On 4/15/21 1:53 PM, Johannes Weiner wrote:
On Tue, Apr 13, 2021 at 09:20:27PM -0400, Waiman Long wrote:
Most kmem_cache_alloc() calls are from user context. With instrumentation
enabled, the measured amount of kmem_cache_alloc() calls from non-task
context was about 0.01% of the total.
The irq disable/enable sequence used in this case to access content
from object stock is slow. To optimize for user context access, there
are now two object stocks for task context and interrupt context access
respectively.
The task context object stock can be accessed after disabling preemption
which is cheap in non-preempt kernel. The interrupt context object stock
can only be accessed after disabling interrupt. User context code can
access interrupt object stock, but not vice versa.

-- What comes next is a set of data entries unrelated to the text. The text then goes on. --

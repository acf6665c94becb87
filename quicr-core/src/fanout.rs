//! C9 — relay fan-out: cache-fill on miss, start/end-point propagation.
//! Grounded on `spec.md` §4.8 and the teacher's `moq-relay-ietf::producer`
//! registry-of-sources shape.

use std::collections::HashMap;

use crate::cache::FragmentCache;
use crate::watch::State;

/// One locally known media source: its cache plus the set of subscriber
/// streams currently drawing from it (`spec.md` §3, "Source (C9)").
pub struct Source {
    pub cache: FragmentCache,
    subscribers: Vec<u64>,
    /// Bumped whenever a subscriber stream should re-check this source
    /// (new fragment, start point, end point, or feed close).
    pub notify: State<u64>,
}

impl Source {
    fn new() -> Self {
        Self {
            cache: FragmentCache::new(),
            subscribers: Vec::new(),
            notify: State::new(0),
        }
    }

    pub fn attach(&mut self, stream_id: u64) {
        if !self.subscribers.contains(&stream_id) {
            self.subscribers.push(stream_id);
        }
    }

    pub fn detach(&mut self, stream_id: u64) {
        self.subscribers.retain(|&id| id != stream_id);
    }

    pub fn subscriber_count(&self) -> usize {
        self.subscribers.len()
    }

    pub fn subscribers(&self) -> &[u64] {
        &self.subscribers
    }

    fn wake(&self) {
        *self.notify.lock_mut() += 1;
    }
}

/// Outcome of [`SourceRegistry::subscribe`]: whether the caller must open a
/// new upstream subscription to fill the cache (`spec.md` §4.8, step 2).
#[derive(Debug, Clone, Copy, PartialEq, Eq)]
pub enum SubscribeOutcome {
    AttachedExisting,
    CreatedNeedsUpstream,
}

/// URL → source registry, the relay's cache-fill and fan-out root
/// (`spec.md` §4.8).
#[derive(Default)]
pub struct SourceRegistry {
    sources: HashMap<String, Source>,
}

impl SourceRegistry {
    pub fn new() -> Self {
        Self::default()
    }

    /// `spec.md` §4.8, step 1-2: attach to an existing source, or create an
    /// empty one and signal the caller to open an upstream subscription.
    pub fn subscribe(&mut self, url: &str, stream_id: u64) -> SubscribeOutcome {
        if let Some(source) = self.sources.get_mut(url) {
            source.attach(stream_id);
            return SubscribeOutcome::AttachedExisting;
        }
        let mut source = Source::new();
        source.attach(stream_id);
        self.sources.insert(url.to_string(), source);
        SubscribeOutcome::CreatedNeedsUpstream
    }

    /// Relay publish-upstream (`spec.md` §4.8, "Relay publish-upstream"):
    /// a POST for an unknown URL creates a cache visible to downstream
    /// subscribers while the caller opens an upstream POST of its own.
    pub fn publish(&mut self, url: &str) -> &mut Source {
        self.sources.entry(url.to_string()).or_insert_with(Source::new)
    }

    pub fn get(&self, url: &str) -> Option<&Source> {
        self.sources.get(url)
    }

    pub fn get_mut(&mut self, url: &str) -> Option<&mut Source> {
        self.sources.get_mut(url)
    }

    /// `spec.md` §4.8, step 3: propagate a learned start point to the
    /// cache and wake every bound subscriber stream so each can emit its
    /// own START_POINT downstream.
    pub fn propagate_start_point(&mut self, url: &str, group: u64, object: u64) -> Vec<u64> {
        let Some(source) = self.sources.get_mut(url) else {
            return Vec::new();
        };
        source.cache.learn_start_point(group, object);
        source.wake();
        source.subscribers.clone()
    }

    /// `spec.md` §4.8, step 3: propagate a learned end point.
    pub fn propagate_end_point(&mut self, url: &str, group: u64, object: u64) -> Vec<u64> {
        let Some(source) = self.sources.get_mut(url) else {
            return Vec::new();
        };
        source.cache.learn_end_point(group, object);
        source.wake();
        source.subscribers.clone()
    }

    /// `spec.md` §4.8, step 4: the upstream feed ended; once the last
    /// subscriber detaches, the caller should schedule this source for
    /// deletion after the cache's configured duration.
    pub fn mark_feed_closed(&mut self, url: &str) {
        if let Some(source) = self.sources.get_mut(url) {
            source.cache.close_feed();
            source.wake();
        }
    }

    pub fn detach(&mut self, url: &str, stream_id: u64) -> bool {
        let Some(source) = self.sources.get_mut(url) else {
            return false;
        };
        source.detach(stream_id);
        source.subscriber_count() == 0 && source.cache.is_feed_closed()
    }

    /// Remove a source whose feed is closed and whose `cache_delete_time`
    /// has elapsed (`spec.md` §4.8, default 10 s; §5 inactivity purge).
    pub fn expire(&mut self, url: &str, now: u64) -> bool {
        let Some(source) = self.sources.get(url) else {
            return false;
        };
        let ready = source.cache.is_feed_closed()
            && source.subscriber_count() == 0
            && source.cache.cursors.cache_delete_time.is_some_and(|t| now >= t);
        if ready {
            self.sources.remove(url);
        }
        ready
    }
}

#[cfg(test)]
mod tests {
    use super::*;

    #[test]
    fn first_subscriber_triggers_upstream_fill() {
        let mut reg = SourceRegistry::new();
        let outcome = reg.subscribe("quicr://a/v1", 1);
        assert_eq!(outcome, SubscribeOutcome::CreatedNeedsUpstream);
        assert_eq!(reg.get("quicr://a/v1").unwrap().subscriber_count(), 1);
    }

    #[test]
    fn second_subscriber_attaches_to_existing_source() {
        let mut reg = SourceRegistry::new();
        reg.subscribe("quicr://a/v1", 1);
        let outcome = reg.subscribe("quicr://a/v1", 2);
        assert_eq!(outcome, SubscribeOutcome::AttachedExisting);
        assert_eq!(reg.get("quicr://a/v1").unwrap().subscriber_count(), 2);
    }

    #[test]
    fn start_point_propagates_to_every_subscriber_s6() {
        let mut reg = SourceRegistry::new();
        reg.subscribe("quicr://a/v1", 1);
        reg.subscribe("quicr://a/v1", 2);
        reg.subscribe("quicr://a/v1", 3);

        let notified = reg.propagate_start_point("quicr://a/v1", 5, 0);
        assert_eq!(notified.len(), 3);
        assert_eq!(reg.get("quicr://a/v1").unwrap().cache.cursors.first_group, 5);
    }

    #[test]
    fn detach_reports_deletable_once_feed_closed_and_empty() {
        let mut reg = SourceRegistry::new();
        reg.subscribe("quicr://a/v1", 1);
        reg.mark_feed_closed("quicr://a/v1");
        assert!(reg.detach("quicr://a/v1", 1));
    }
}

The mod_objcg_state() function is also modified to make sure that memcg
and lruvec stat updates are done with interrupted disabled.
The downside of this change is that there are more data stored in local
object stocks and not reflected in the charge counter and the vmstat
arrays. However, this is a small price to pay for better performance.
Signed-off-by: Waiman Long <long...@redhat.com>
Acked-by: Roman Gushchin <g...@fb.com>
Reviewed-by: Shakeel Butt <shake...@google.com>
This makes sense, and also explains the previous patch a bit
better. But please merge those two.
The reason I broke it into two is so that the patches are individually
easier to review. I prefer to update the commit log of patch 4 to
explain why the obj_stock structure is introduced instead of merging the
two.
@@ -2229,7 +2229,8 @@ struct obj_stock {
struct memcg_stock_pcp {
struct mem_cgroup *cached; /* this never be root cgroup */
unsigned int nr_pages;
- struct obj_stock obj;
+ struct obj_stock task_obj;
+ struct obj_stock irq_obj;
struct work_struct work;
unsigned long flags;
@@ -2254,11 +2255,48 @@ static bool obj_stock_flush_required(struct
memcg_stock_pcp *stock,
}
#endif
+/*
+ * Most kmem_cache_alloc() calls are from user context. The irq disable/enable
+ * sequence used in this case to access content from object stock is slow.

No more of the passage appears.